Peter Brötzmann was born in Remscheid, West Germany, in 1941, and, before breaking into the jazz world in the 1960s, he was studying to be a painter. He was seen as an acolyte of Fluxus because he assisted one of the movement’s pioneers, Nam June Paik, at a Galerie Parnass exhibition in 1963. “I took part in some Fluxus activities in Amsterdam the following year,” Brötzmann recalled in a 2019 interview. “At that time my goal still was to be a painter, music was always on the side and very important, but it was not the main thing.” Paik, he said, encouraged him to pursue music.

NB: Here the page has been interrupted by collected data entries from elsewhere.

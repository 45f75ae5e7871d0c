//! Netflow handshake state machines.
//!
//! ```text
//! Agent (client)                              Server
//!   | HELLO_THERE(pk)                           |
//!   |------------------------------------------>| link, issue challenge
//!   |        GENERAL_KENOBI(pk, salt, challenge)|
//!   |<------------------------------------------|
//!   | link, verify, regenerate keys             |
//!   | THE_NEGOTIATOR(counter)                   |
//!   |------------------------------------------>| confirm, regenerate keys
//!   |              MESSAGE("Authenticated!")    |
//!   |<------------------------------------------|
//! ```
//!
//! The client trusts its key as soon as THE_NEGOTIATOR is out. A failed
//! confirmation on the server answers KYS and forgets the peer.
//!
//! Both machines are pure: they take a decoded frame and return a [`Step`]
//! telling the caller what to send back and what happened. Sockets live
//! elsewhere.

use std::net::SocketAddr;
use std::time::{Duration, Instant};

use nms_core::crypto::{ChallengeControl, Curve, KeyExchange};
use nms_core::error::{ProtocolError, Result};
use nms_core::wire::{NetflowFrame, MAX_MESSAGE_LEN};
use tracing::{debug, info, warn};

use crate::session_table::SessionTable;
use crate::target::ConnectionTarget;
use crate::task::RequestLedger;

/// Plaintext the server seals into its first MESSAGE.
pub const AUTH_ACK: &str = "Authenticated!";

#[derive(Debug, Clone, Copy, PartialEq, Eq)]
pub enum HandshakeState {
    Idle,
    AwaitGeneralKenobi,
    AwaitNegotiatorAck,
    Authenticated,
    Closed,
}

#[derive(Debug, Clone, Copy, PartialEq, Eq)]
pub enum CloseReason {
    PeerKys,
    AuthenticationFailure,
    DecryptionFailure,
    Local,
}

#[derive(Debug, Clone, PartialEq, Eq)]
pub enum HandshakeEvent {
    Authenticated,
    Message(Vec<u8>),
    Closed(CloseReason),
}

/// Outcome of feeding one frame to a state machine.
#[derive(Debug, Default)]
pub struct Step {
    pub reply: Option<NetflowFrame>,
    pub event: Option<HandshakeEvent>,
}

impl Step {
    fn ignore() -> Self {
        Self::default()
    }

    fn reply(frame: NetflowFrame) -> Self {
        Self {
            reply: Some(frame),
            event: None,
        }
    }

    fn event(event: HandshakeEvent) -> Self {
        Self {
            reply: None,
            event: Some(event),
        }
    }

    fn with_event(mut self, event: HandshakeEvent) -> Self {
        self.event = Some(event);
        self
    }
}

fn message_frame(ciphertext: Vec<u8>) -> Result<NetflowFrame> {
    if ciphertext.len() > MAX_MESSAGE_LEN {
        return Err(ProtocolError::MalformedFrame("message too large for one frame"));
    }
    Ok(NetflowFrame::Message { ciphertext })
}

fn unexpected(from: &SocketAddr, frame: &NetflowFrame) -> Step {
    debug!(%from, kind = %frame.kind(), code = %ProtocolError::UnexpectedState.code(), "no matching handshake state");
    Step::ignore()
}

//
// ──────────────────────────────────────────────
//   Client
// ──────────────────────────────────────────────
//

/// Agent side: one handshake with one server target.
pub struct ClientHandshake {
    target: ConnectionTarget,
    curve: Curve,
    kex: Option<KeyExchange>,
    state: HandshakeState,
}

impl ClientHandshake {
    pub fn new(target: ConnectionTarget, curve: Curve) -> Self {
        Self {
            target,
            curve,
            kex: None,
            state: HandshakeState::Idle,
        }
    }

    pub fn target(&self) -> &ConnectionTarget {
        &self.target
    }

    pub fn state(&self) -> HandshakeState {
        self.state
    }

    pub fn is_authenticated(&self) -> bool {
        self.state == HandshakeState::Authenticated
    }

    /// Begin (or restart) the handshake with a fresh ephemeral key.
    pub fn start(&mut self) -> NetflowFrame {
        let kex = KeyExchange::new(self.curve);
        let public_key = kex.public_key();
        self.kex = Some(kex);
        self.state = HandshakeState::AwaitGeneralKenobi;
        info!(target = %self.target, "sending HELLO_THERE");
        NetflowFrame::HelloThere { public_key }
    }

    /// Seal `plaintext` into a MESSAGE for the server.
    ///
    /// # Errors
    /// `NoSessionKey` unless authenticated, `MalformedFrame` if the sealed
    /// message would not fit in one frame.
    pub fn seal_message(&self, plaintext: &[u8]) -> Result<NetflowFrame> {
        match (&self.kex, self.state) {
            (Some(kex), HandshakeState::Authenticated) => message_frame(kex.encrypt(plaintext)?),
            _ => Err(ProtocolError::NoSessionKey),
        }
    }

    /// Discard key material and close.
    pub fn close(&mut self) {
        self.kex = None;
        self.state = HandshakeState::Closed;
    }

    fn abort(&mut self, reason: CloseReason) -> Step {
        self.close();
        Step::reply(NetflowFrame::Kys).with_event(HandshakeEvent::Closed(reason))
    }

    fn on_general_kenobi(
        &mut self,
        public_key: &[u8; 32],
        salt: [u8; 32],
        challenge: &[u8; 32],
    ) -> Result<NetflowFrame> {
        let kex = self.kex.as_mut().ok_or(ProtocolError::UnexpectedState)?;
        kex.link(public_key, Some(salt))?;
        let verified = kex.verify_challenge(challenge)?;
        // Optimistic: the key is trusted as soon as the counter-challenge goes out.
        kex.regenerate_keys(&verified.control)?;
        Ok(NetflowFrame::TheNegotiator {
            challenge: verified.challenge,
        })
    }

    pub fn on_frame(&mut self, from: &SocketAddr, frame: NetflowFrame) -> Step {
        if !self.target.matches(from) {
            debug!(%from, target = %self.target, "ignored frame: not from target");
            return Step::ignore();
        }

        match (self.state, frame) {
            (
                HandshakeState::AwaitGeneralKenobi,
                NetflowFrame::GeneralKenobi {
                    public_key,
                    salt,
                    challenge,
                },
            ) => match self.on_general_kenobi(&public_key, salt, &challenge) {
                Ok(reply) => {
                    self.state = HandshakeState::Authenticated;
                    info!(target = %self.target, "handshake complete, sending THE_NEGOTIATOR");
                    Step::reply(reply).with_event(HandshakeEvent::Authenticated)
                }
                Err(e) => {
                    warn!(target = %self.target, code = %e.code(), "server failed authentication: {e}");
                    self.abort(CloseReason::AuthenticationFailure)
                }
            },
            (HandshakeState::Authenticated, NetflowFrame::Message { ciphertext }) => {
                let opened = self
                    .kex
                    .as_ref()
                    .ok_or(ProtocolError::NoSessionKey)
                    .and_then(|kex| kex.decrypt(&ciphertext));
                match opened {
                    Ok(plaintext) => Step::event(HandshakeEvent::Message(plaintext)),
                    Err(e) => {
                        warn!(target = %self.target, code = %ProtocolError::DecryptionFailure.code(), "message failed to decrypt: {e}");
                        self.abort(CloseReason::DecryptionFailure)
                    }
                }
            }
            (HandshakeState::AwaitGeneralKenobi | HandshakeState::Authenticated, NetflowFrame::Kys) => {
                info!(target = %self.target, "server sent KYS, closing");
                self.close();
                Step::event(HandshakeEvent::Closed(CloseReason::PeerKys))
            }
            (_, frame) => unexpected(from, &frame),
        }
    }
}

//
// ──────────────────────────────────────────────
//   Server
// ──────────────────────────────────────────────
//

/// Handshake state kept per remote peer.
pub struct PeerSession {
    kex: KeyExchange,
    issued: Option<ChallengeControl>,
    state: HandshakeState,
    ledger: RequestLedger,
}

impl PeerSession {
    pub fn state(&self) -> HandshakeState {
        self.state
    }
}

#[derive(Debug, Clone, Copy)]
pub struct ServerHandshakeCfg {
    pub curve: Curve,
    /// How long an unfinished handshake may sit idle.
    pub handshake_ttl: Duration,
    /// How long an authenticated session may sit idle.
    pub session_idle_ttl: Duration,
    pub max_peers: usize,
}

impl Default for ServerHandshakeCfg {
    fn default() -> Self {
        Self {
            curve: Curve::X25519,
            handshake_ttl: Duration::from_secs(30),
            session_idle_ttl: Duration::from_secs(600),
            max_peers: 1024,
        }
    }
}

/// Server side: one handshake per remote peer, held in a TTL-bounded table.
pub struct ServerHandshake {
    cfg: ServerHandshakeCfg,
    sessions: SessionTable<PeerSession>,
}

impl ServerHandshake {
    pub fn new(cfg: ServerHandshakeCfg) -> Self {
        Self {
            sessions: SessionTable::new(cfg.handshake_ttl, cfg.max_peers),
            cfg,
        }
    }

    pub fn peer_count(&self) -> usize {
        self.sessions.len()
    }

    pub fn state_of(&self, peer: &SocketAddr, now: Instant) -> HandshakeState {
        self.sessions
            .get(peer, now)
            .map_or(HandshakeState::Idle, PeerSession::state)
    }

    pub fn is_authenticated(&self, peer: &SocketAddr, now: Instant) -> bool {
        self.state_of(peer, now) == HandshakeState::Authenticated
    }

    /// Request ledger of an authenticated peer. Counts as activity: the
    /// session's idle timer restarts. `None` for any other state.
    pub fn authorize(&mut self, peer: &SocketAddr, now: Instant) -> Option<&mut RequestLedger> {
        if !self.is_authenticated(peer, now) {
            return None;
        }
        self.sessions.get_mut(peer, now).map(|s| &mut s.ledger)
    }

    /// Drop stalled handshakes and idle sessions.
    pub fn expire(&mut self, now: Instant) -> usize {
        let n = self.sessions.expire(now);
        if n > 0 {
            debug!(expired = n, "expired peer sessions");
        }
        n
    }

    /// Forget a single peer.
    pub fn evict(&mut self, peer: &SocketAddr) -> bool {
        self.sessions.evict(peer).is_some()
    }

    /// Peers currently holding handshake or session state.
    pub fn peers(&self) -> Vec<SocketAddr> {
        self.sessions.peers().copied().collect()
    }

    /// Forget every peer.
    pub fn close(&mut self) {
        self.sessions.clear();
    }

    /// Seal `plaintext` for an authenticated peer.
    ///
    /// # Errors
    /// `NoSessionKey` unless that peer is authenticated, `MalformedFrame` if
    /// the sealed message would not fit in one frame.
    pub fn seal_message(
        &mut self,
        peer: &SocketAddr,
        plaintext: &[u8],
        now: Instant,
    ) -> Result<NetflowFrame> {
        match self.sessions.get_mut(peer, now) {
            Some(s) if s.state == HandshakeState::Authenticated => {
                message_frame(s.kex.encrypt(plaintext)?)
            }
            _ => Err(ProtocolError::NoSessionKey),
        }
    }

    fn on_hello_there(&mut self, from: &SocketAddr, public_key: &[u8; 32], now: Instant) -> Step {
        let mut kex = KeyExchange::new(self.cfg.curve);
        let issued = kex
            .link(public_key, None)
            .and_then(|salt| kex.issue_challenge().map(|issued| (salt, issued)));

        match issued {
            Ok((salt, issued)) => {
                let reply = NetflowFrame::GeneralKenobi {
                    public_key: kex.public_key(),
                    salt,
                    challenge: issued.challenge,
                };
                let session = PeerSession {
                    kex,
                    issued: Some(issued),
                    state: HandshakeState::AwaitNegotiatorAck,
                    ledger: RequestLedger::default(),
                };
                if self.sessions.insert(*from, session, now).is_some() {
                    debug!(%from, "replaced previous handshake");
                }
                info!(%from, "HELLO_THERE accepted, sending GENERAL_KENOBI");
                Step::reply(reply)
            }
            Err(e) => {
                warn!(%from, code = %e.code(), "rejecting HELLO_THERE: {e}");
                self.sessions.evict(from);
                Step::reply(NetflowFrame::Kys)
            }
        }
    }

    fn on_negotiator(&mut self, from: &SocketAddr, challenge: &[u8; 32], now: Instant) -> Step {
        let Some(session) = self.sessions.get_mut(from, now) else {
            return unexpected(from, &NetflowFrame::TheNegotiator { challenge: *challenge });
        };
        if session.state != HandshakeState::AwaitNegotiatorAck {
            return unexpected(from, &NetflowFrame::TheNegotiator { challenge: *challenge });
        }

        let confirmed = match session.issued.take() {
            Some(issued) if session.kex.confirm_challenge(challenge, &issued) => session
                .kex
                .regenerate_keys(&issued.control)
                .and_then(|()| session.kex.encrypt(AUTH_ACK.as_bytes())),
            _ => Err(ProtocolError::AuthenticationFailure),
        };

        match confirmed {
            Ok(ciphertext) => {
                session.state = HandshakeState::Authenticated;
                self.sessions.set_ttl(from, self.cfg.session_idle_ttl);
                info!(%from, "peer authenticated");
                Step::reply(NetflowFrame::Message { ciphertext })
                    .with_event(HandshakeEvent::Authenticated)
            }
            Err(e) => {
                warn!(%from, code = %e.code(), "challenge confirmation failed: {e}");
                self.sessions.evict(from);
                Step::reply(NetflowFrame::Kys)
                    .with_event(HandshakeEvent::Closed(CloseReason::AuthenticationFailure))
            }
        }
    }

    fn on_message(&mut self, from: &SocketAddr, ciphertext: &[u8], now: Instant) -> Step {
        let opened = match self.sessions.get_mut(from, now) {
            Some(s) if s.state == HandshakeState::Authenticated => s.kex.decrypt(ciphertext),
            _ => {
                return unexpected(
                    from,
                    &NetflowFrame::Message {
                        ciphertext: Vec::new(),
                    },
                )
            }
        };
        match opened {
            Ok(plaintext) => Step::event(HandshakeEvent::Message(plaintext)),
            Err(e) => {
                warn!(%from, code = %ProtocolError::DecryptionFailure.code(), "message failed to decrypt: {e}");
                self.sessions.evict(from);
                Step::reply(NetflowFrame::Kys)
                    .with_event(HandshakeEvent::Closed(CloseReason::DecryptionFailure))
            }
        }
    }

    pub fn on_frame(&mut self, from: &SocketAddr, frame: NetflowFrame, now: Instant) -> Step {
        match frame {
            NetflowFrame::HelloThere { public_key } => self.on_hello_there(from, &public_key, now),
            NetflowFrame::TheNegotiator { challenge } => self.on_negotiator(from, &challenge, now),
            NetflowFrame::Message { ciphertext } => self.on_message(from, &ciphertext, now),
            NetflowFrame::Kys => {
                if self.sessions.evict(from).is_some() {
                    info!(%from, "peer sent KYS, session discarded");
                    Step::event(HandshakeEvent::Closed(CloseReason::PeerKys))
                } else {
                    unexpected(from, &NetflowFrame::Kys)
                }
            }
            frame @ NetflowFrame::GeneralKenobi { .. } => unexpected(from, &frame),
        }
    }
}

Brötzmann released his debut album, For Adolphe Sax, in 1967 through his own label, Brö. He recorded the album, titularly dedicated to the inventor of the saxophone, with bassist Peter Kowald and drummer Sven-Åke Johansson. The following year, the Peter Brötzmann Octet released the landmark free jazz album Machine Gun. The record’s title came from a nickname that trumpeter Don Cherry had given Brötzmann. Revisiting Machine Gun for Pitchfork in 2017, Mark Richardson wrote:

Machine Gun is a roaring mass of energy that serves as an auditory Rorschach test: Given its title and its initial release during a violent, tumultuous, and war-wrecked year, the album can easily inspire fear, horror, and images of violence. But its spirit of collective invention, and the sheer delight of musicians pushing their instruments beyond their design, also yields an equally vivid joy. It’s the sound of eight creative people confronting musical barriers and working together to annihilate them.

Members of the octet—namely tenor saxophonist Evan Parker, drummer Han Bennink, and pianist Fred Van Hove—reconvened with Brötzmann the next year for his final record of the 1960s, Nipples. Over 50 years later, Jimmy Fallon featured Nipples in The Tonight Show’s “Do Not Play List” segment, which neither amused nor bothered Brötzmann. “We both know that the world is full of ignorants and stupidos, one more or less, who cares,” he said.

Throughout his career, Brötzmann released over 50 albums as a bandleader. His most recent releases, Catching Ghosts and Naked Nudes, came out this past April and March, respectively. Brötzmann also recorded with Cecil Taylor, Keiji Haino, and more, and he was beloved by former President Bill Clinton, among many others.